Bonneville markets electric power generated at federal hydroelectric dams in the Columbia River Basin. Its power customers are primarily public and private utilities that purchase wholesale electricity. See Nw. Envt'l Def. Ctr. v. Bonneville Power Admin., 477 F.3d 668, 672-73 (9th Cir.2007); Ass'n of Pub. Agency Customers, Inc. v. Bonneville Power Admin., 126 F.3d 1158, 1164 (9th Cir.1997). Bonneville also operates 80% of the electricity transmission network in the Pacific Northwest. Thus, Bonneville supplies interconnection and transmission services to public and private power generators, including itself.
Bonneville is self-funded and must recover its costs through rates charged to customers. See 16 U.S.C. §§ 838g, 839e(a)(1); see also id. § 839(4). Its rates are "based upon [its] total system costs." Id. § 839e(a)(2)(B). Bonneville is also subject to a potentially conflicting mandate to market power "with a view to encouraging the widest possible diversified use of electric power at the lowest possible rates to consumers consistent with sound business principles." Id. § 838g; see also Ass'n of Pub. Agency Customers, 126 F.3d at 1164.
Bonneville must also comply with various environmental protection requirements. The amount of water that can be stored behind Bonneville's dams is limited. See, e.g., Bonneville Power Admin., BPA's Interim Environmental Redispatch and Negative Pricing Policies, Administrator's Final Record of Decision 11 (May 2011) ("2011 ROD"), http://tinyurl.com/pcgt3pj. But so is the amount of water that can pass over a dam's spillway.

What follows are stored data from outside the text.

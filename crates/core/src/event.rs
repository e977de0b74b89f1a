// SPDX-License-Identifier: BUSL-1.1
// Copyright (c) 2026 Alfred Jean LLC

//! Event types published on the in-process bus.

use crate::job::{JobId, JobKind, JobStatus};
use crate::log::LogEntry;
use crate::message::MessageId;
use serde::{Deserialize, Serialize};
use serde_json::Value;
use std::collections::HashMap;

/// Topic names, one per event variant.
///
/// Subscribers register against these; [`Event::topic`] maps an event to its
/// topic for fan-out.
pub mod topic {
    pub const JOB_LOG: &str = "job_log";
    pub const JOB_STATUS_CHANGE: &str = "job_status_change";
    pub const JOB_UPDATE: &str = "job_update";
    pub const REFRESH_LOGS: &str = "refresh_logs";
    pub const QUEUE_ITEM_DEAD: &str = "queue_item_dead";
}

/// Events published by the engine and consumed by monitors, the orchestrator,
/// and the (out-of-scope) UI transport.
///
/// Serializes with `{"type": "<topic>", ...fields}` format; the wire names
/// are part of the UI contract.
#[derive(Debug, Clone, PartialEq, Serialize, Deserialize)]
#[serde(tag = "type")]
pub enum Event {
    #[serde(rename = "job_log")]
    JobLog {
        job_id: JobId,
        manager_id: JobId,
        #[serde(default, skip_serializing_if = "String::is_empty")]
        step_name: String,
        entry: LogEntry,
    },

    #[serde(rename = "job_status_change")]
    JobStatusChange {
        job_id: JobId,
        status: JobStatus,
        manager_id: JobId,
        #[serde(default, skip_serializing_if = "Option::is_none")]
        parent_id: Option<JobId>,
        kind: JobKind,
    },

    #[serde(rename = "job_update")]
    JobUpdate { job_id: JobId, metadata: HashMap<String, Value> },

    #[serde(rename = "refresh_logs")]
    RefreshLogs { job_id: JobId, manager_id: JobId },

    #[serde(rename = "queue_item_dead")]
    QueueItemDead { message_id: MessageId, job_id: JobId, receive_count: u32 },
}

impl Event {
    pub fn topic(&self) -> &'static str {
        match self {
            Event::JobLog { .. } => topic::JOB_LOG,
            Event::JobStatusChange { .. } => topic::JOB_STATUS_CHANGE,
            Event::JobUpdate { .. } => topic::JOB_UPDATE,
            Event::RefreshLogs { .. } => topic::REFRESH_LOGS,
            Event::QueueItemDead { .. } => topic::QUEUE_ITEM_DEAD,
        }
    }

    pub fn job_id(&self) -> &JobId {
        match self {
            Event::JobLog { job_id, .. }
            | Event::JobStatusChange { job_id, .. }
            | Event::JobUpdate { job_id, .. }
            | Event::RefreshLogs { job_id, .. }
            | Event::QueueItemDead { job_id, .. } => job_id,
        }
    }
}

#[cfg(test)]
#[path = "event_tests.rs"]
mod tests;
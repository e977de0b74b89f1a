// SPDX-License-Identifier: BUSL-1.1
// Copyright (c) 2026 Alfred Jean LLC

//! Durable message queue with lease-based delivery.
//!
//! A received message becomes invisible for the visibility timeout; if not
//! acknowledged before the deadline it is redelivered with `receive_count`
//! incremented. Once the count exceeds `max_receive` the message is parked
//! under a dead-letter key, reported, and never redelivered.

use crate::config::QueueConfig;
use crate::error::{EngineError, Result};
use crate::events::EventService;
use fm_core::{Clock, Event, JobId, MessageId, QueueMessage};
use fm_storage::{keys, KvStore};
use parking_lot::Mutex;
use std::sync::atomic::{AtomicBool, Ordering};
use std::sync::Arc;
use std::time::Duration;

/// Deletes the message on successful processing. Dropping the token without
/// calling [`AckToken::ack`] is equivalent to a processing failure: the
/// lease expires and the queue redelivers.
pub struct AckToken {
    store: Arc<dyn KvStore>,
    key: String,
    message_id: MessageId,
}

impl AckToken {
    pub fn message_id(&self) -> &MessageId {
        &self.message_id
    }

    pub fn ack(self) -> Result<()> {
        self.store.delete(&self.key)?;
        Ok(())
    }
}

pub struct QueueManager {
    store: Arc<dyn KvStore>,
    events: Arc<EventService>,
    clock: Arc<dyn Clock>,
    queue_name: String,
    visibility_timeout: Duration,
    max_receive: u32,
    /// Serializes check-and-lease so two receivers cannot take one message.
    lease: Mutex<()>,
    closed: AtomicBool,
}

impl QueueManager {
    pub fn new(
        store: Arc<dyn KvStore>,
        events: Arc<EventService>,
        clock: Arc<dyn Clock>,
        config: &QueueConfig,
    ) -> Self {
        Self {
            store,
            events,
            clock,
            queue_name: config.queue_name.clone(),
            visibility_timeout: config.visibility_timeout,
            max_receive: config.max_receive,
            lease: Mutex::new(()),
            closed: AtomicBool::new(false),
        }
    }

    pub fn queue_name(&self) -> &str {
        &self.queue_name
    }

    fn job_tags(message: &QueueMessage) -> Vec<String> {
        vec![keys::job_msg_tag(&message.job_id)]
    }

    pub fn enqueue(&self, message: QueueMessage) -> Result<()> {
        if self.closed.load(Ordering::Relaxed) {
            return Err(EngineError::QueueClosed);
        }
        let key = keys::msg(&self.queue_name, &message.id);
        let tags = Self::job_tags(&message);
        self.store.put_json(&key, &message, &tags)?;
        tracing::debug!(
            message_id = %message.id,
            job_id = %message.job_id,
            routing_key = %message.payload.routing_key,
            "message enqueued"
        );
        Ok(())
    }

    /// Non-blocking poll: the first visible message is leased and returned,
    /// or `None` when nothing is eligible. Callers govern retry cadence via
    /// their polling interval.
    pub fn receive(&self) -> Result<Option<(QueueMessage, AckToken)>> {
        if self.closed.load(Ordering::Relaxed) {
            return Ok(None);
        }
        let _guard = self.lease.lock();
        let now = self.clock.epoch_ms();

        for (key, bytes) in self.store.scan_prefix(&keys::msg_prefix(&self.queue_name))? {
            let Ok(mut message) = serde_json::from_slice::<QueueMessage>(&bytes) else {
                tracing::warn!(key = %key, "dropping undecodable queue record");
                self.store.delete(&key)?;
                continue;
            };
            if !message.is_visible(now) {
                continue;
            }

            message.receive_count += 1;
            if message.receive_count > self.max_receive {
                self.dead_letter(&key, message)?;
                continue;
            }

            message.visible_at_ms = now + self.visibility_timeout.as_millis() as u64;
            let tags = Self::job_tags(&message);
            self.store.put_json(&key, &message, &tags)?;
            tracing::debug!(
                message_id = %message.id,
                receive_count = message.receive_count,
                "message leased"
            );

            let token = AckToken {
                store: Arc::clone(&self.store),
                key,
                message_id: message.id.clone(),
            };
            return Ok(Some((message, token)));
        }
        Ok(None)
    }

    fn dead_letter(&self, key: &str, message: QueueMessage) -> Result<()> {
        self.store.delete(key)?;
        let tags = Self::job_tags(&message);
        self.store
            .put_json(&keys::dead(&self.queue_name, &message.id), &message, &tags)?;
        tracing::warn!(
            message_id = %message.id,
            job_id = %message.job_id,
            receive_count = message.receive_count,
            "message dead-lettered"
        );
        self.events.publish(Event::QueueItemDead {
            message_id: message.id.clone(),
            job_id: message.job_id.clone(),
            receive_count: message.receive_count,
        });
        Ok(())
    }

    /// Push back the visibility deadline of a currently leased message, for
    /// long-running work.
    pub fn extend(&self, message_id: &MessageId, extra: Duration) -> Result<()> {
        let _guard = self.lease.lock();
        let key = keys::msg(&self.queue_name, message_id);
        let Some(mut message) = self.store.get_json::<QueueMessage>(&key)? else {
            return Err(EngineError::NotLeased(message_id.clone()));
        };
        if message.is_visible(self.clock.epoch_ms()) {
            return Err(EngineError::NotLeased(message_id.clone()));
        }
        message.visible_at_ms += extra.as_millis() as u64;
        let tags = Self::job_tags(&message);
        self.store.put_json(&key, &message, &tags)?;
        Ok(())
    }

    pub fn delete_by_job_id(&self, job_id: &JobId) -> Result<usize> {
        self.delete_by_job_ids(std::slice::from_ref(job_id))
    }

    /// Remove queued and dead-lettered messages for the given jobs, for
    /// cascading cleanup. Returns how many records were removed.
    pub fn delete_by_job_ids(&self, job_ids: &[JobId]) -> Result<usize> {
        let _guard = self.lease.lock();
        let mut count = 0;
        for job_id in job_ids {
            for key in self.store.scan_by_tag(&keys::job_msg_tag(job_id))? {
                if self.store.delete(&key)? {
                    count += 1;
                }
            }
        }
        Ok(count)
    }

    /// Dead-lettered messages, kept inspectable and never retried.
    pub fn dead_letters(&self) -> Result<Vec<QueueMessage>> {
        let mut messages = Vec::new();
        for (_, bytes) in self.store.scan_prefix(&keys::dead_prefix(&self.queue_name))? {
            let message = serde_json::from_slice(&bytes).map_err(fm_storage::StorageError::from)?;
            messages.push(message);
        }
        Ok(messages)
    }

    /// Number of messages still queued (leased or visible), for diagnostics.
    pub fn queued_count(&self) -> Result<usize> {
        Ok(self.store.scan_prefix(&keys::msg_prefix(&self.queue_name))?.len())
    }

    /// Stop handing out messages. In-flight leases stay valid; pollers see
    /// an empty queue and wind down.
    pub fn close(&self) {
        self.closed.store(true, Ordering::Relaxed);
        tracing::info!(queue = %self.queue_name, "queue closed");
    }
}

#[cfg(test)]
#[path = "queue_tests.rs"]
mod tests;
//! Record store: named collections inside one local key/value document.
//!
//! Collections are JSON arrays of flat records. Counters and small maps sit
//! next to them under their own keys. Reads always return fresh copies; a
//! [`Transaction`] batches any number of key writes into a single atomic
//! commit of the backing document.

pub mod backend;

use std::path::PathBuf;
use std::sync::{Mutex, MutexGuard};

use serde::Serialize;
use serde::de::DeserializeOwned;
use serde_json::{Map, Value};
use strum_macros::{Display, EnumIter, IntoStaticStr};
use thiserror::Error;

use crate::ids::{self, IdKind};

pub use backend::{Backend, FileBackend, MemoryBackend};

pub type Snapshot = Map<String, Value>;

#[derive(Debug, Error)]
pub enum StoreError {
    #[error("storage unavailable: {0}")]
    Io(#[from] std::io::Error),

    #[error("corrupt data under `{key}`: {reason}")]
    Corrupt { key: String, reason: String },

    #[error("failed to encode `{key}`: {reason}")]
    Encode { key: String, reason: String },

    #[error("storage document is not a JSON object")]
    NotAnObject,

    #[error("store lock poisoned")]
    Poisoned,
}

#[derive(Debug, Clone, Copy, PartialEq, Eq, Hash, Display, IntoStaticStr, EnumIter)]
pub enum Collection {
    #[strum(serialize = "employeeData")]
    Employees,
    #[strum(serialize = "pendingEmployees")]
    PendingEmployees,
    #[strum(serialize = "leaveRequests")]
    LeaveRequests,
    #[strum(serialize = "overtimeRequests")]
    OvertimeRequests,
    #[strum(serialize = "cheques")]
    Cheques,
    #[strum(serialize = "paymentRecords")]
    PaymentRecords,
    #[strum(serialize = "reports")]
    Reports,
    #[strum(serialize = "attendanceRecords")]
    AttendanceRecords,
}

impl Collection {
    pub fn key(self) -> &'static str {
        self.into()
    }
}

pub struct Store {
    backend: Box<dyn Backend>,
    // serializes read-modify-write cycles across request handlers
    lock: Mutex<()>,
}

impl Store {
    pub fn new(backend: impl Backend + 'static) -> Self {
        Self {
            backend: Box::new(backend),
            lock: Mutex::new(()),
        }
    }

    pub fn in_memory() -> Self {
        Self::new(MemoryBackend::new())
    }

    pub fn open(path: impl Into<PathBuf>) -> Result<Self, StoreError> {
        Ok(Self::new(FileBackend::open(path)?))
    }

    pub fn load_collection<T: DeserializeOwned>(
        &self,
        collection: Collection,
    ) -> Result<Vec<T>, StoreError> {
        let _guard = self.guard()?;
        let snapshot = self.backend.load()?;
        read_collection(&snapshot, collection)
    }

    pub fn save_collection<T: Serialize>(
        &self,
        collection: Collection,
        items: &[T],
    ) -> Result<(), StoreError> {
        self.transaction(|tx| tx.save_collection(collection, items))
    }

    pub fn load_value<T: DeserializeOwned + Default>(&self, key: &str) -> Result<T, StoreError> {
        let _guard = self.guard()?;
        let snapshot = self.backend.load()?;
        read_value(&snapshot, key)
    }

    pub fn next_id(&self, kind: IdKind) -> Result<String, StoreError> {
        self.transaction(|tx| tx.next_id(kind))
    }

    /// Runs `f` against a private snapshot. When `f` succeeds every key it
    /// wrote is committed in one backend write; when it fails nothing is.
    pub fn transaction<R, E>(
        &self,
        f: impl FnOnce(&mut Transaction) -> Result<R, E>,
    ) -> Result<R, E>
    where
        E: From<StoreError>,
    {
        let _guard = self.guard()?;
        let mut tx = Transaction {
            snapshot: self.backend.load()?,
            dirty: false,
        };

        let out = f(&mut tx)?;

        if tx.dirty {
            self.backend.persist(&tx.snapshot)?;
        }
        Ok(out)
    }

    /// Runs `f` against one snapshot without committing, so reads that
    /// span several keys observe a single document.
    pub fn read<R, E>(&self, f: impl FnOnce(&Transaction) -> Result<R, E>) -> Result<R, E>
    where
        E: From<StoreError>,
    {
        let _guard = self.guard()?;
        let tx = Transaction {
            snapshot: self.backend.load()?,
            dirty: false,
        };
        f(&tx)
    }

    fn guard(&self) -> Result<MutexGuard<'_, ()>, StoreError> {
        self.lock.lock().map_err(|_| StoreError::Poisoned)
    }
}

pub struct Transaction {
    snapshot: Snapshot,
    dirty: bool,
}

impl Transaction {
    pub fn load_collection<T: DeserializeOwned>(
        &self,
        collection: Collection,
    ) -> Result<Vec<T>, StoreError> {
        read_collection(&self.snapshot, collection)
    }

    pub fn save_collection<T: Serialize>(
        &mut self,
        collection: Collection,
        items: &[T],
    ) -> Result<(), StoreError> {
        let value = serde_json::to_value(items).map_err(|e| StoreError::Encode {
            key: collection.key().to_string(),
            reason: e.to_string(),
        })?;
        self.set_raw(collection.key(), value);
        Ok(())
    }

    pub fn append<T: Serialize + DeserializeOwned>(
        &mut self,
        collection: Collection,
        item: T,
    ) -> Result<(), StoreError> {
        let mut items: Vec<T> = self.load_collection(collection)?;
        items.push(item);
        self.save_collection(collection, &items)
    }

    /// Typed read of a non-collection key; absent keys yield `T::default()`.
    pub fn load_value<T: DeserializeOwned + Default>(&self, key: &str) -> Result<T, StoreError> {
        read_value(&self.snapshot, key)
    }

    pub fn save_value<T: Serialize>(&mut self, key: &str, value: &T) -> Result<(), StoreError> {
        let value = serde_json::to_value(value).map_err(|e| StoreError::Encode {
            key: key.to_string(),
            reason: e.to_string(),
        })?;
        self.set_raw(key, value);
        Ok(())
    }

    pub fn next_id(&mut self, kind: IdKind) -> Result<String, StoreError> {
        ids::next_id(self, kind)
    }

    pub(crate) fn raw(&self, key: &str) -> Option<&Value> {
        self.snapshot.get(key)
    }

    pub(crate) fn set_raw(&mut self, key: &str, value: Value) {
        self.snapshot.insert(key.to_string(), value);
        self.dirty = true;
    }
}

fn read_value<T: DeserializeOwned + Default>(snapshot: &Snapshot, key: &str) -> Result<T, StoreError> {
    match snapshot.get(key) {
        None | Some(Value::Null) => Ok(T::default()),
        Some(value) => T::deserialize(value).map_err(|e| StoreError::Corrupt {
            key: key.to_string(),
            reason: e.to_string(),
        }),
    }
}

fn read_collection<T: DeserializeOwned>(
    snapshot: &Snapshot,
    collection: Collection,
) -> Result<Vec<T>, StoreError> {
    let corrupt = |reason: String| StoreError::Corrupt {
        key: collection.key().to_string(),
        reason,
    };

    match snapshot.get(collection.key()) {
        None | Some(Value::Null) => Ok(Vec::new()),
        Some(Value::Array(items)) => items
            .iter()
            .map(|item| T::deserialize(item).map_err(|e| corrupt(e.to_string())))
            .collect(),
        // tolerate documents that stored the array as an encoded string
        Some(Value::String(text)) => {
            serde_json::from_str(text).map_err(|e| corrupt(e.to_string()))
        }
        Some(_) => Err(corrupt("expected an array".to_string())),
    }
}

#[cfg(test)]
mod tests {
    use super::*;
    use serde_json::json;

    #[test]
    fn collection_keys_match_storage_names() {
        assert_eq!(Collection::Employees.key(), "employeeData");
        assert_eq!(Collection::PendingEmployees.key(), "pendingEmployees");
        assert_eq!(Collection::AttendanceRecords.to_string(), "attendanceRecords");
    }

    #[test]
    fn absent_collection_reads_empty() {
        let store = Store::in_memory();
        let items: Vec<Value> = store.load_collection(Collection::Cheques).unwrap();
        assert!(items.is_empty());
    }

    #[test]
    fn loads_are_independent_copies() {
        let store = Store::in_memory();
        store
            .save_collection(Collection::Reports, &[json!({"reportNo": "RPT1001"})])
            .unwrap();

        let mut first: Vec<Value> = store.load_collection(Collection::Reports).unwrap();
        first.clear();

        let second: Vec<Value> = store.load_collection(Collection::Reports).unwrap();
        assert_eq!(second.len(), 1);
    }

    #[test]
    fn failed_transaction_writes_nothing() {
        let store = Store::in_memory();

        let result: Result<(), StoreError> = store.transaction(|tx| {
            tx.append(Collection::Employees, json!({"id": "EMP1001"}))?;
            tx.next_id(IdKind::Employee)?;
            Err(StoreError::Poisoned)
        });
        assert!(result.is_err());

        let items: Vec<Value> = store.load_collection(Collection::Employees).unwrap();
        assert!(items.is_empty());
        assert_eq!(store.next_id(IdKind::Employee).unwrap(), "EMP1001");
    }

    #[test]
    fn multi_key_commit_is_visible_together() {
        let store = Store::in_memory();
        store
            .save_collection(Collection::PendingEmployees, &[json!({"id": "EMP1001"})])
            .unwrap();

        store
            .transaction(|tx| -> Result<(), StoreError> {
                let moved: Vec<Value> = tx.load_collection(Collection::PendingEmployees)?;
                tx.save_collection(Collection::Employees, &moved)?;
                tx.save_collection::<Value>(Collection::PendingEmployees, &[])
            })
            .unwrap();

        let live: Vec<Value> = store.load_collection(Collection::Employees).unwrap();
        let pending: Vec<Value> = store.load_collection(Collection::PendingEmployees).unwrap();
        assert_eq!(live.len(), 1);
        assert!(pending.is_empty());
    }

    #[test]
    fn reads_string_encoded_arrays() {
        let mut snapshot = Snapshot::new();
        snapshot.insert(
            "leaveRequests".into(),
            Value::String(r#"[{"id":"LR1001"}]"#.into()),
        );
        let store = Store::new(MemoryBackend::with_snapshot(snapshot));

        let items: Vec<Value> = store.load_collection(Collection::LeaveRequests).unwrap();
        assert_eq!(items, vec![json!({"id": "LR1001"})]);
    }

    #[test]
    fn file_store_survives_reopen() {
        let dir = tempfile::tempdir().unwrap();
        let path = dir.path().join("store.json");

        {
            let store = Store::open(&path).unwrap();
            store
                .save_collection(Collection::Employees, &[json!({"id": "EMP1001", "custom": 7})])
                .unwrap();
        }

        let store = Store::open(&path).unwrap();
        let items: Vec<Value> = store.load_collection(Collection::Employees).unwrap();
        assert_eq!(items, vec![json!({"id": "EMP1001", "custom": 7})]);
    }
}
//! Handler bodies shared by the leave and overtime endpoints.

use actix_web::{HttpResponse, web};
use serde::Deserialize;
use serde_json::json;
use utoipa::{IntoParams, ToSchema};

use crate::api::{DecisionBody, paginate, with_store};
use crate::auth::session::AuthUser;
use crate::model::RequestStatus;
use crate::store::Store;
use crate::workflow::Verdict;
use crate::workflow::requests::{self, ReviewableRequest};

#[derive(Debug, Deserialize, IntoParams, ToSchema)]
#[into_params(parameter_in = Query)]
pub struct RequestQuery {
    #[schema(example = "PENDING")]
    /// Filter by status
    pub status: Option<RequestStatus>,
    #[schema(example = "EMP1001")]
    /// Filter by employee ID
    pub employee_id: Option<String>,
    /// Pagination page number (start with 1)
    pub page: Option<u32>,
    /// Items per page
    pub per_page: Option<u32>,
}

#[derive(Debug, Clone, Copy)]
pub(crate) enum View {
    Pending,
    Current,
    History,
}

pub(crate) async fn submit<R>(
    auth: AuthUser,
    store: web::Data<Store>,
    request: R,
) -> actix_web::Result<HttpResponse>
where
    R: ReviewableRequest + Send + 'static,
{
    let actor = auth.actor();
    let submission = with_store(&store, move |s| requests::submit(s, &actor, request)).await?;

    let message = if submission.queued {
        format!("{} submitted", R::LABEL)
    } else {
        format!("{} approved", R::LABEL)
    };
    Ok(HttpResponse::Created().json(json!({
        "message": message,
        "id": submission.id,
        "status": submission.status
    })))
}

pub(crate) async fn list<R>(
    store: web::Data<Store>,
    query: RequestQuery,
) -> actix_web::Result<HttpResponse>
where
    R: ReviewableRequest + Send + 'static,
{
    let RequestQuery {
        status,
        employee_id,
        page,
        per_page,
    } = query;

    let found = with_store(&store, move |s| {
        requests::list::<R>(s, status, employee_id.as_deref())
    })
    .await?;
    Ok(HttpResponse::Ok().json(paginate(found, page, per_page)))
}

pub(crate) async fn view<R>(store: web::Data<Store>, view: View) -> actix_web::Result<HttpResponse>
where
    R: ReviewableRequest + Send + 'static,
{
    let found = with_store(&store, move |s| match view {
        View::Pending => requests::list_pending::<R>(s, None),
        View::Current => requests::list_current::<R>(s),
        View::History => requests::list_history::<R>(s),
    })
    .await?;
    Ok(HttpResponse::Ok().json(found))
}

pub(crate) async fn get<R>(store: web::Data<Store>, id: String) -> actix_web::Result<HttpResponse>
where
    R: ReviewableRequest + Send + 'static,
{
    let request = with_store(&store, move |s| requests::get::<R>(s, &id)).await?;
    Ok(HttpResponse::Ok().json(request))
}

pub(crate) async fn decide<R>(
    auth: AuthUser,
    store: web::Data<Store>,
    id: String,
    verdict: Verdict,
    body: Option<web::Json<DecisionBody>>,
) -> actix_web::Result<HttpResponse>
where
    R: ReviewableRequest + Send + 'static,
{
    let actor = auth.actor();
    let comments = DecisionBody::comments(body);

    let decided = with_store(&store, move |s| {
        requests::decide::<R>(s, &actor, &id, verdict, comments)
    })
    .await?;

    Ok(HttpResponse::Ok().json(json!({
        "message": format!("{} {}", R::LABEL, verdict),
        "request": decided.record,
        "notification": decided.notification
    })))
}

See Nat'l Wildlife Fed'n v. Nat'l Marine Fisheries Serv., 422 F.3d 782, 789 & n. 3 (9th Cir. 2005) (per curiam); Nat'l Wildlife Fed'n v. U.S. Army Corps of Eng'rs, 92 F.Supp.2d 1072, 1074-75 (D.Or.2000); 2011 ROD 5-6. Under the Clean Water Act, states have authority to cap the amount of dissolved gas in Columbia River Basin water. See Nat'l Wildlife, 92 F.Supp.2d at 1074-75;
Bonneville is further constrained by the realities of operating hydroelectric dams on an electrical grid. Water that cannot be spilled over Bonneville's dams must pass through the turbines, generating electricity. This electricity must be consumed to maintain transmission stability. Reliability standards therefore require Bonneville to maintain the balance between supply and demand on its electrical grid. 2011 ROD 7.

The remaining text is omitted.